La police de la région de Montréal a annoncé mercredi l’arrestation de trois personnes en lien avec un important vol de données et une fraude de 8,9 millions de dollars impliquant le groupe financier coopératif Desjardins, environ cinq ans après le crime présumé.
La police de Laval, au Québec, a déclaré que l’un des suspects avait été arrêté avec une liste de données personnelles concernant 1,6 million de Québécois.
Ces arrestations sont liées à un vol de données survenu en 2019, décrit comme le plus important jamais enregistré dans le secteur des services financiers au Canada, qui visait plus de 9,7 millions de clients de Desjardins au Canada et à l’étranger, dont près de sept millions de Québécois.
Le directeur adjoint des organisations criminelles de la Police de Laval, Jean-François Rousselle, a déclaré que les suspects auraient pu utiliser les renseignements personnels volés pour accéder aux comptes des clients via la plateforme bancaire en ligne de la banque, Accès D.
«Ces individus ont utilisé les données volées à Desjardins afin de faciliter la conduite de leurs opérations et de disperser des fonds au Canada, aux États-Unis, mais aussi partout dans le monde», a expliqué Rousselle.
«Le principal mode opératoire consistait à obtenir, via le service Accès D, un mot de passe temporaire à partir des renseignements personnels des utilisateurs qu’ils avaient en leur possession, pour ensuite procéder aux transactions effectuées directement à partir des comptes bancaires via la plateforme web.»
La police a déclaré que les trois suspects avaient utilisé les données volées pour commettre une fraude totalisant 8,9 millions de dollars entre septembre 2018 et janvier 2019.
Le chef adjoint de la police de Laval, Jean François Rousselle, a annoncé trois arrestations en lien avec la fuite de données chez Desjardins en 2019. (Nouvelles de CTV)
Ayoub Kourdal, 36 ans, et Imad Jbara, 33 ans, devaient comparaître devant le tribunal mercredi, tandis que la date d’audience du troisième suspect n’a pas été fixée.

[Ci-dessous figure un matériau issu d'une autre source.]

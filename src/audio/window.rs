//! Analysis windows read from a live capture session.
//!
//! [`SignalBuffer`] is bound to one [`CaptureSession`] and hands out a fresh
//! [`SampleWindow`] per meter tick.  What the window contains is fixed at
//! construction by [`WindowKind`]:
//!
//! | Kind | Length | Values |
//! |------|--------|--------|
//! | `TimeDomain` | `fft_size` | amplitude in `[-1.0, 1.0]` |
//! | `FrequencyMagnitude` | `fft_size / 2` | byte magnitude in `[0, 255]` |
//!
//! Both feed the same RMS estimator; the frequency variant is an
//! approximation of signal energy, not a spectral loudness measure.

use std::sync::Arc;

use serde::{Deserialize, Serialize};

use super::capture::{CaptureError, CaptureSession, SampleTap};
use super::spectrum::SpectrumAnalyser;
use crate::config::AnalysisConfig;

// ---------------------------------------------------------------------------
// WindowKind
// ---------------------------------------------------------------------------

/// Which representation of the signal a [`SignalBuffer`] produces.
#[derive(Debug, Clone, Copy, PartialEq, Eq, Default, Serialize, Deserialize)]
#[serde(rename_all = "snake_case")]
pub enum WindowKind {
    /// Normalised amplitude samples.
    #[default]
    TimeDomain,
    /// Byte-scaled frequency-bin magnitudes.
    FrequencyMagnitude,
}

impl WindowKind {
    /// Largest magnitude a sample of this kind can take.
    pub fn full_scale(self) -> f64 {
        match self {
            WindowKind::TimeDomain => 1.0,
            WindowKind::FrequencyMagnitude => 255.0,
        }
    }
}

// ---------------------------------------------------------------------------
// SampleWindow
// ---------------------------------------------------------------------------

/// The most recent buffered audio frame, in the representation of `kind`.
#[derive(Debug, Clone, PartialEq)]
pub struct SampleWindow {
    kind: WindowKind,
    samples: Vec<f32>,
}

impl SampleWindow {
    pub fn new(kind: WindowKind, samples: Vec<f32>) -> Self {
        Self { kind, samples }
    }

    pub fn kind(&self) -> WindowKind {
        self.kind
    }

    pub fn samples(&self) -> &[f32] {
        &self.samples
    }

    pub fn len(&self) -> usize {
        self.samples.len()
    }

    pub fn is_empty(&self) -> bool {
        self.samples.is_empty()
    }
}

// ---------------------------------------------------------------------------
// SignalBuffer
// ---------------------------------------------------------------------------

/// Window reader bound to a capture session's sample tap.
pub struct SignalBuffer {
    tap: Arc<SampleTap>,
    kind: WindowKind,
    /// Newest `fft_size` time-domain samples, reused across reads.
    time: Vec<f32>,
    spectrum: Option<SpectrumAnalyser>,
}

impl SignalBuffer {
    pub fn new(session: &CaptureSession, config: &AnalysisConfig) -> Self {
        let spectrum = match config.window_kind {
            WindowKind::TimeDomain => None,
            WindowKind::FrequencyMagnitude => Some(SpectrumAnalyser::new(
                config.fft_size,
                config.smoothing_time_constant,
                config.min_decibels,
                config.max_decibels,
            )),
        };

        log::debug!(
            "signal buffer: {:?} window over {} samples from '{}'",
            config.window_kind,
            config.fft_size,
            session.device_name()
        );

        Self {
            tap: session.tap(),
            kind: config.window_kind,
            time: vec![0.0; config.fft_size],
            spectrum,
        }
    }

    pub fn kind(&self) -> WindowKind {
        self.kind
    }

    /// Number of samples in every window this buffer returns.
    pub fn window_size(&self) -> usize {
        match &self.spectrum {
            Some(analyser) => analyser.bin_count(),
            None => self.time.len(),
        }
    }

    /// Read the current window.
    ///
    /// # Errors
    ///
    /// Returns the fault the stream reported since the last read, if any.
    pub fn read_window(&mut self) -> Result<SampleWindow, CaptureError> {
        if let Some(fault) = self.tap.take_fault() {
            return Err(fault);
        }

        self.tap.copy_latest(&mut self.time);

        let samples = match &mut self.spectrum {
            None => self.time.clone(),
            Some(analyser) => {
                let mut bins = vec![0.0; analyser.bin_count()];
                analyser.byte_frequency_data(&self.time, &mut bins);
                bins
            }
        };

        Ok(SampleWindow::new(self.kind, samples))
    }
}

// ---------------------------------------------------------------------------
// Tests
// ---------------------------------------------------------------------------

#[cfg(test)]
mod tests {
    use super::*;
    use crate::audio::capture::{CaptureConstraints, CaptureSource, FakeCaptureSource};

    fn analysis(kind: WindowKind, fft_size: usize) -> AnalysisConfig {
        AnalysisConfig {
            window_kind: kind,
            fft_size,
            ..AnalysisConfig::default()
        }
    }

    fn granted_session(source: &mut FakeCaptureSource) -> CaptureSession {
        source
            .acquire(&CaptureConstraints::default())
            .try_complete()
            .expect("fake resolves immediately")
            .expect("fake grants")
    }

    #[test]
    fn time_domain_window_has_fft_size_samples() {
        let mut source = FakeCaptureSource::granting();
        let session = granted_session(&mut source);
        let mut buffer = SignalBuffer::new(&session, &analysis(WindowKind::TimeDomain, 4));

        source.tap().push(&[0.1, 0.2, 0.3, 0.4, 0.5]);
        let window = buffer.read_window().unwrap();

        assert_eq!(buffer.window_size(), 4);
        assert_eq!(window.kind(), WindowKind::TimeDomain);
        assert_eq!(window.samples(), &[0.2, 0.3, 0.4, 0.5]);
    }

    #[test]
    fn frequency_window_has_half_fft_size_bins() {
        let mut source = FakeCaptureSource::granting();
        let session = granted_session(&mut source);
        let mut buffer =
            SignalBuffer::new(&session, &analysis(WindowKind::FrequencyMagnitude, 256));

        let window = buffer.read_window().unwrap();
        assert_eq!(buffer.window_size(), 128);
        assert_eq!(window.len(), 128);
        assert_eq!(window.kind(), WindowKind::FrequencyMagnitude);
        // Nothing captured yet: silent spectrum.
        assert!(window.samples().iter().all(|&b| b == 0.0));
    }

    #[test]
    fn stream_fault_surfaces_once() {
        let mut source = FakeCaptureSource::granting();
        let session = granted_session(&mut source);
        let mut buffer = SignalBuffer::new(&session, &analysis(WindowKind::TimeDomain, 4));

        source
            .tap()
            .fail(CaptureError::DeviceNotFound("unplugged".into()));

        assert!(matches!(
            buffer.read_window(),
            Err(CaptureError::DeviceNotFound(_))
        ));
        assert!(buffer.read_window().is_ok());
    }

    #[test]
    fn same_tone_reads_alike_in_both_windows() {
        use crate::audio::{level, CalibrationMapper, CalibrationPolicy, DecibelRange};

        let tone: Vec<f32> = (0..2048)
            .map(|i| 0.01 * (2.0 * std::f32::consts::PI * 64.0 * i as f32 / 2048.0).sin())
            .collect();

        let mut readings = Vec::new();
        for kind in [WindowKind::TimeDomain, WindowKind::FrequencyMagnitude] {
            let mut source = FakeCaptureSource::granting();
            let session = granted_session(&mut source);
            let mut buffer = SignalBuffer::new(&session, &analysis(kind, 2048));
            let mapper = CalibrationMapper::new(
                CalibrationPolicy::default(),
                DecibelRange::default(),
                kind,
            );

            source.tap().push(&tone);
            let window = buffer.read_window().unwrap();
            readings.push(mapper.to_decibels(level::estimate(&window)).db());
        }

        // A -43 dBFS tone sits mid-scale on either window, nowhere near the clamp.
        for &db in &readings {
            assert!(db > 40.0 && db < 110.0, "readings {readings:?}");
        }
    }

    #[test]
    fn full_scale_matches_kind() {
        assert_eq!(WindowKind::TimeDomain.full_scale(), 1.0);
        assert_eq!(WindowKind::FrequencyMagnitude.full_scale(), 255.0);
    }

    #[test]
    fn default_kind_is_time_domain() {
        assert_eq!(WindowKind::default(), WindowKind::TimeDomain);
    }
}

Ils font face à des accusations de fraude de plus de 5 000 $, de trafic d’informations d’identité, de possession d’informations d’identité et de vol d’identité.
La police a déclaré qu’elle recherchait une quatrième personne en lien avec la fraude et le vol de données.
Rousselle a déclaré que l’enquête était l’une des plus complexes de l’histoire de la police et qu’elle impliquait l’aide de la police provinciale du Québec et des procureurs.
Elle a donné lieu à des perquisitions à Montréal, Laval et St-Augustin-de-Desmaures en 2019 qui ont abouti à la saisie d’une grande quantité de données et de 70 ordinateurs et équipements contenant des milliers de documents et dossiers.
Le Commissariat à la protection de la vie privée du Canada et la Commission d’accès à l’information du Québec ont publié en 2020 des rapports cinglants concluant que Desjardins n’avait pas démontré le niveau d’attention requis pour protéger les données de ses clients.
Le rapport de l’OPC révèle que Desjardins était conscient des failles de sécurité qui ont mené à l’atteinte, mais n’a pas réussi à y remédier à temps. L’infraction s’est produite « sur une période de plus de deux ans avant que Desjardins n’en ait connaissance, et seulement après que l’organisation ait été avisée par la police », précise-t-on.
La fuite a été imputée à un employé de l’équipe marketing qui a pu accéder à des informations confidentielles, même s’il ne disposait pas du niveau d’autorisation nécessaire, car d’autres employés copiaient les informations sur un disque partagé.